Species tree inference methods such as PHYLDOG (Boussau, et al. 2013) and Guenomu (Martins, et al. 2016) are not restricted to one-to-one orthologues and can therefore use more of the available whole-genome data. For example, PHYLDOG (Boussau, et al. 2013) jointly infers the species tree and the gene trees under a maximum likelihood model that combines a model for sequence evolution with a model for gene duplication and loss. However, the method is not suited to large datasets: to analyse 36 species and at most 100 genes per gene family, the method used 3000 processors of one of the top 500 supercomputers at the time (Boussau, et al. 2013). Thus, species tree inference methods that use single-copy genes are restricted in the amount of data they can access, and methods that can use multi-copy genes require computational resources that are beyond the reach of most research groups.

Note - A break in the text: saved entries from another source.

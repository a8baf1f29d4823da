// src/core/steps.rs

use crate::core::invocation::Invocation;
use crate::core::namespace::Procedure;
use crate::core::templater;
use crate::models::{
    CallStep, EnsureDirStep, InstallSet, InstallStep, PrintStep, RememberStep, RequireStep, Step,
};
use crate::system::executor::ExecOptions;
use crate::system::install;
use anyhow::{Context, Result, anyhow};
use colored::Colorize;
use std::collections::BTreeMap;
use std::sync::Arc;

/// A target declared in a script: a list of steps run in order.
#[derive(Debug, Clone)]
pub struct ScriptTarget {
    steps: Vec<Step>,
    installs: Arc<BTreeMap<String, InstallSet>>,
}

/// Whether the remaining steps of a target should run.
enum Flow {
    Next,
    Stop,
}

impl ScriptTarget {
    pub fn new(steps: Vec<Step>, installs: Arc<BTreeMap<String, InstallSet>>) -> Self {
        Self { steps, installs }
    }

    fn run_step(&self, step: &Step, cx: &mut Invocation<'_>) -> Result<Flow> {
        match step {
            Step::Command(command) => {
                cx.execute(command, ExecOptions::default())?;
            }
            Step::Run(run) => {
                let options = ExecOptions {
                    suppress_output: run.quiet,
                    echo: run.echo,
                    on_failure: run.on_failure,
                };
                cx.execute(&run.run, options)?;
            }
            Step::Call(CallStep { call }) => {
                let name = templater::resolve(call, &cx.environment())?;
                cx.call(&name)?;
            }
            Step::EnsureDir(EnsureDirStep { ensure_dir }) => {
                let dir = templater::resolve(ensure_dir, &cx.environment())?;
                install::ensure_dir(&cx.project_root().join(dir))?;
            }
            Step::Print(PrintStep { print }) => {
                println!("{}", templater::resolve(print, &cx.environment())?);
            }
            Step::Require(RequireStep { require, message }) => {
                let env = cx.environment();
                let path = templater::resolve(require, &env)?;
                if !cx.project_root().join(&path).exists() {
                    let text = match message {
                        Some(m) => templater::resolve(m, &env)?,
                        None => format!("Missing '{}'.", path),
                    };
                    println!("{}", text.yellow());
                    return Ok(Flow::Stop);
                }
            }
            Step::Install(InstallStep { install }) => self.install(install, cx)?,
            Step::Remember(RememberStep { remember, value }) => {
                let value = templater::resolve(value, &cx.environment())?;
                cx.store_mut().get_or_set(remember, "", Some(&value))?;
            }
        }
        Ok(Flow::Next)
    }

    fn install(&self, name: &str, cx: &mut Invocation<'_>) -> Result<()> {
        let set = self
            .installs
            .get(name)
            .ok_or_else(|| anyhow!("No install set named '{}'.", name))?;

        let destdir = cx.args_mut().value(&set.destdir_flag, None)?;
        let root = install::install_root(destdir.as_deref(), &set.destdir_flag)?;
        let installed = install::install_files(set, &root, cx.project_root())
            .with_context(|| format!("Install set '{}' failed", name))?;

        if !install::is_system_install(destdir.as_deref()) || set.on_system_install.is_empty() {
            return Ok(());
        }
        let triggered = match &set.trigger {
            Some(trigger) => installed
                .iter()
                .any(|p| p.to_string_lossy().contains(trigger.as_str())),
            None => true,
        };
        if triggered {
            for hook in &set.on_system_install {
                cx.execute(hook, ExecOptions::default())?;
            }
        }
        Ok(())
    }
}

impl Procedure for ScriptTarget {
    fn invoke(&self, cx: &mut Invocation<'_>) -> Result<()> {
        for step in &self.steps {
            if let Flow::Stop = self.run_step(step, cx)? {
                break;
            }
        }
        Ok(())
    }
}

#[cfg(all(test, unix))]
mod tests {
    use super::*;
    use crate::core::arg_parser::{CliArgs, UsageError};
    use crate::core::namespace::Namespace;
    use crate::core::registry::TargetRegistry;
    use crate::core::store::OptionStore;
    use crate::models::RunStep;
    use crate::system::completions::CompletionProvider;
    use crate::system::executor::FailurePolicy;
    use std::fs;
    use tempfile::TempDir;

    fn script_target(steps: Vec<Step>) -> Arc<ScriptTarget> {
        Arc::new(ScriptTarget::new(steps, Arc::new(BTreeMap::new())))
    }

    /// Runs `name` from `ns` inside `dir` with `args` on the command line.
    fn run(dir: &TempDir, ns: &Namespace, name: &str, args: &[&str]) -> Result<()> {
        let registry = TargetRegistry::discover(ns);
        let engine = Namespace::new();
        let completions = CompletionProvider::new(dir.path().join("completions"));
        let mut store = OptionStore::for_project(dir.path())?;
        let mut args = CliArgs::new(args.iter().map(|s| s.to_string()).collect());
        let mut cx = Invocation::new(
            &registry,
            ns,
            &engine,
            &completions,
            dir.path(),
            &mut store,
            &mut args,
        );
        cx.call(name)
    }

    #[test]
    fn test_commands_see_script_variables() {
        let dir = TempDir::new().unwrap();
        let mut ns = Namespace::new();
        ns.define_str("OUT", "out.txt");
        ns.define_target(
            "build",
            None,
            script_target(vec![
                Step::EnsureDir(EnsureDirStep {
                    ensure_dir: "bin".into(),
                }),
                Step::Command("echo built > bin/{OUT}".into()),
            ]),
        );
        run(&dir, &ns, "build", &[]).unwrap();
        let content = fs::read_to_string(dir.path().join("bin/out.txt")).unwrap();
        assert_eq!(content.trim(), "built");
    }

    #[test]
    fn test_failing_command_continues_by_default() {
        let dir = TempDir::new().unwrap();
        let mut ns = Namespace::new();
        ns.define_target(
            "build",
            None,
            script_target(vec![
                Step::Command("false".into()),
                Step::Command("touch after".into()),
            ]),
        );
        run(&dir, &ns, "build", &[]).unwrap();
        assert!(dir.path().join("after").exists());
    }

    #[test]
    fn test_abort_policy_stops_the_target() {
        let dir = TempDir::new().unwrap();
        let mut ns = Namespace::new();
        ns.define_target(
            "build",
            None,
            script_target(vec![
                Step::Run(RunStep {
                    run: "false".into(),
                    quiet: true,
                    echo: false,
                    on_failure: FailurePolicy::Abort,
                }),
                Step::Command("touch after".into()),
            ]),
        );
        assert!(run(&dir, &ns, "build", &[]).is_err());
        assert!(!dir.path().join("after").exists());
    }

    #[test]
    fn test_missing_variable_spawns_nothing() {
        let dir = TempDir::new().unwrap();
        let mut ns = Namespace::new();
        ns.define_target(
            "build",
            None,
            script_target(vec![Step::Command("touch {NOPE}".into())]),
        );
        let err = run(&dir, &ns, "build", &[]).unwrap_err();
        assert!(err.to_string().contains("NOPE"));
        assert_eq!(fs::read_dir(dir.path()).unwrap().count(), 0);
    }

    #[test]
    fn test_require_stops_quietly() {
        let dir = TempDir::new().unwrap();
        let mut ns = Namespace::new();
        ns.define_target(
            "install",
            None,
            script_target(vec![
                Step::Require(RequireStep {
                    require: "bin/viewer".into(),
                    message: Some("Build it first".into()),
                }),
                Step::Command("touch reached".into()),
            ]),
        );
        run(&dir, &ns, "install", &[]).unwrap();
        assert!(!dir.path().join("reached").exists());
    }

    #[test]
    fn test_call_runs_other_target() {
        let dir = TempDir::new().unwrap();
        let mut ns = Namespace::new();
        ns.define_str("WHICH", "leaf");
        ns.define_target(
            "leaf",
            None,
            script_target(vec![Step::Command("touch leaf.done".into())]),
        );
        ns.define_target(
            "all",
            None,
            script_target(vec![Step::Call(CallStep {
                call: "{WHICH}".into(),
            })]),
        );
        run(&dir, &ns, "all", &[]).unwrap();
        assert!(dir.path().join("leaf.done").exists());
    }

    #[test]
    fn test_self_call_hits_the_depth_limit() {
        let dir = TempDir::new().unwrap();
        let mut ns = Namespace::new();
        ns.define_target(
            "loop",
            None,
            script_target(vec![Step::Call(CallStep {
                call: "loop".into(),
            })]),
        );
        let err = run(&dir, &ns, "loop", &[]).unwrap_err();
        assert!(err.chain().any(|e| e.to_string().contains("nested deeper")));
    }

    #[test]
    fn test_remember_writes_the_store() {
        let dir = TempDir::new().unwrap();
        let mut ns = Namespace::new();
        ns.define_str("VERSION", "1.2");
        ns.define_target(
            "tag",
            None,
            script_target(vec![Step::Remember(RememberStep {
                remember: "last_tag".into(),
                value: "v{VERSION}".into(),
            })]),
        );
        run(&dir, &ns, "tag", &[]).unwrap();
        let store = OptionStore::for_project(dir.path()).unwrap();
        assert_eq!(store.get("last_tag"), Some("v1.2"));
    }

    #[test]
    fn test_install_into_destdir_skips_hooks() {
        let dir = TempDir::new().unwrap();
        fs::create_dir_all(dir.path().join("bin")).unwrap();
        fs::write(dir.path().join("bin/viewer"), "binary").unwrap();
        let staging = dir.path().join("staging");

        let mut files = BTreeMap::new();
        files.insert("bin/viewer".to_string(), "usr/bin/".to_string());
        let set = InstallSet {
            files,
            on_system_install: vec!["touch hook.ran".to_string()],
            trigger: None,
            destdir_flag: "--destdir".to_string(),
        };
        let mut installs = BTreeMap::new();
        installs.insert("viewer".to_string(), set);

        let mut ns = Namespace::new();
        ns.define_target(
            "install",
            None,
            Arc::new(ScriptTarget::new(
                vec![Step::Install(InstallStep {
                    install: "viewer".into(),
                })],
                Arc::new(installs),
            )),
        );

        let destdir = staging.to_string_lossy().into_owned();
        run(&dir, &ns, "install", &["--destdir", &destdir]).unwrap();
        assert!(staging.join("usr/bin/viewer").exists());
        assert!(!dir.path().join("hook.ran").exists());
    }

    #[test]
    fn test_empty_destdir_installs_nothing() {
        let dir = TempDir::new().unwrap();
        fs::create_dir_all(dir.path().join("bin")).unwrap();
        fs::write(dir.path().join("bin/viewer"), "binary").unwrap();

        let mut files = BTreeMap::new();
        files.insert("bin/viewer".to_string(), "usr/bin/".to_string());
        let mut installs = BTreeMap::new();
        installs.insert(
            "viewer".to_string(),
            InstallSet {
                files,
                destdir_flag: "--destdir".to_string(),
                ..Default::default()
            },
        );
        let mut ns = Namespace::new();
        ns.define_target(
            "install",
            None,
            Arc::new(ScriptTarget::new(
                vec![Step::Install(InstallStep {
                    install: "viewer".into(),
                })],
                Arc::new(installs),
            )),
        );

        let err = run(&dir, &ns, "install", &["--destdir="]).unwrap_err();
        assert!(matches!(
            err.downcast_ref::<UsageError>(),
            Some(UsageError::MissingArgument { flag }) if flag == "--destdir"
        ));
        assert!(!dir.path().join("usr").exists());
    }

    #[test]
    fn test_unknown_install_set() {
        let dir = TempDir::new().unwrap();
        let mut ns = Namespace::new();
        ns.define_target(
            "install",
            None,
            script_target(vec![Step::Install(InstallStep {
                install: "nothing".into(),
            })]),
        );
        assert!(run(&dir, &ns, "install", &[]).is_err());
    }
}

Here we present STAG (Species Tree inference from All Genes), a novel algorithm for inferring a species tree from sets of multi-copy gene trees. Through application to 12 real world datasets sampled throughout the eukaryotic domain we show that STAG is the most accurate method for species tree inference. Moreover, we demonstrate that consensus species trees generated using STAG have properties such as realistic support values and branch lengths that are suitable for downstream comparative analysis.
Results
Problem definition and benchmark datasets
Species tree inference methods are commonly tested on simulated sequence data (Liu and Yu 2011; Martins, et al. 2016; Mirarab, et al. 2014). However, the statistical similarity of these datasets to real biological datasets is not examined and the performance of the tested methods is not compared to expert curation of known species trees. To rectify this and provide comparative evaluation of species tree inference methods on real biological data, a collection of 12 diverse clades of species were sampled from throughout the eukaryotic domain (Table 1) (Emms and Kelly 2017). These datasets have varying numbers of species and rates of gene duplication (Emms and Kelly 2017), and have a broad range of estimated divergence times from c. 56 My for the Primates (dos Reis, et al. 2014) to c. 1,500 My for the Green Plants (Parfrey, et al. 2011). For each clade of species a published study was identified that provides a reference topology for the species tree derived from expert curation of molecular data (Table 2, Supplemental File S1). In all cases this reference topology is taken as true and is used as a benchmark for species tree inference method evaluation.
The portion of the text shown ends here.